Pimlico redevelopment takes shape, new clubhouse planned for 2028
Steel is rising at Pimlico as the new clubhouse and backstretch take shape, with the 2028 opening set to give Baltimore a bigger racing and entertainment complex.

Pimlico Race Course is no longer a dormant track waiting for a plan. Steel and masonry are now going up on the backstretch buildings, and the old Baltimore landmark is starting to look like the construction site that will carry it toward a new clubhouse, a new grandstand and a full reworking of the grounds.
The clearest visible payoff is still a couple of years away, but the outline is coming into view. The new clubhouse, the White Palace and the park are all expected to open in 2028. The grandstand is designed for 5,000 seats, along with hospitality suites, a restaurant, a sports bar, a sportsbook and festival space, turning Pimlico into something closer to a year-round entertainment complex than a one-day racing venue.
For now, the work means next year’s Preakness will still depend on temporary seating while the larger rebuild continues. Preakness 151 was moved to Laurel Park during demolition, and racing and training have shifted there while Pimlico is rebuilt. Demolition of structural barns and outbuildings began July 24, 2025, after the 150th Preakness Stakes, and the clubhouse demolition ceremony followed on Aug. 21, 2025, with Gov. Wes Moore on hand.

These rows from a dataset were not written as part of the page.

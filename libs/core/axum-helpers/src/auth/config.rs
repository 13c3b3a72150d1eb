use core_config::{ConfigError, FromEnv, env_parse_or, env_required};

const MIN_SECRET_LEN: usize = 32;

/// Default token lifetime: one day
pub const DEFAULT_TOKEN_VALIDITY_SECS: i64 = 86_400;

/// JWT signing configuration.
///
/// Environment variables:
/// - `JWT_SECRET` (required, at least 32 characters)
/// - `JWT_TOKEN_VALIDITY_SECS` (default: 86400)
#[derive(Clone, Debug)]
pub struct JwtConfig {
    pub secret: String,
    pub token_validity_secs: i64,
}

impl JwtConfig {
    /// # Panics
    /// Panics if the secret is shorter than 32 characters.
    pub fn new(secret: impl Into<String>) -> Self {
        let secret = secret.into();
        assert!(
            secret.len() >= MIN_SECRET_LEN,
            "JWT secret must be at least 32 characters"
        );
        Self {
            secret,
            token_validity_secs: DEFAULT_TOKEN_VALIDITY_SECS,
        }
    }

    pub fn with_token_validity(mut self, secs: i64) -> Self {
        self.token_validity_secs = secs;
        self
    }
}

impl FromEnv for JwtConfig {
    fn from_env() -> Result<Self, ConfigError> {
        let secret = env_required("JWT_SECRET")?;

        if secret.len() < MIN_SECRET_LEN {
            return Err(ConfigError::ParseError {
                key: "JWT_SECRET".to_string(),
                details: format!(
                    "must be at least 32 characters (got {}). Generate one with: openssl rand -base64 32",
                    secret.len()
                ),
            });
        }

        let token_validity_secs =
            env_parse_or("JWT_TOKEN_VALIDITY_SECS", DEFAULT_TOKEN_VALIDITY_SECS)?;

        Ok(Self {
            secret,
            token_validity_secs,
        })
    }
}
//! HTTP-level middleware: CORS and security headers.
//!
//! ```ignore
//! use axum_helpers::http::{cors_layer_from_env, security_headers};
//!
//! let app = Router::new()
//!     .layer(axum::middleware::from_fn(security_headers))
//!     .layer(cors_layer_from_env()?);
//! ```

pub mod cors;
pub mod security;

pub use cors::{TOTAL_COUNT_HEADER, cors_layer_from_env, create_cors_layer, parse_allowed_origins};
pub use security::security_headers;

The project now has a firmer financial and legal structure behind it than Pimlico has had in years. Maryland passed HB 1524 in 2024, authorizing the Maryland Stadium Authority to issue $400 million in bonds for the Pimlico rebuild and a new training center. The budget also assumes about $140 million in cash from the Racing and Community Development Financing Fund. The Maryland Thoroughbred Racetrack Operating Authority was dissolved on July 1, 2025, and its duties shifted to the Maryland Stadium Authority and the Maryland Economic Development Corporation, with the stadium authority now owning Pimlico on behalf of the state.
The design team includes Ayers Saint Gross, Populous and RK&K, with Clark Construction Group handling construction management. The May 2026 update said utility infrastructure installation and related sitework would continue through the summer, while concrete foundations and retaining walls continued through the spring.

State leaders are selling the rebuild as more than a new grandstand. They say the finished facility should support more than 500 jobs and help expand racing from about 15 days a year to more than 100. That matters in Park Heights, where the promise has long been that Pimlico would bring more than race-day traffic, and where the project is now becoming tangible enough to measure in cranes, concrete and steel.
The new clubhouse will also try to preserve what made Pimlico matter in the first place. Plans call for an exhibition with artifacts, oral histories, photographs and salvaged materials, including material on the role of African American jockeys in Maryland racing history. For Baltimore, the rebuild is moving from promise to physical form, with a permanent home for Maryland Thoroughbred racing now taking shape in Park Heights.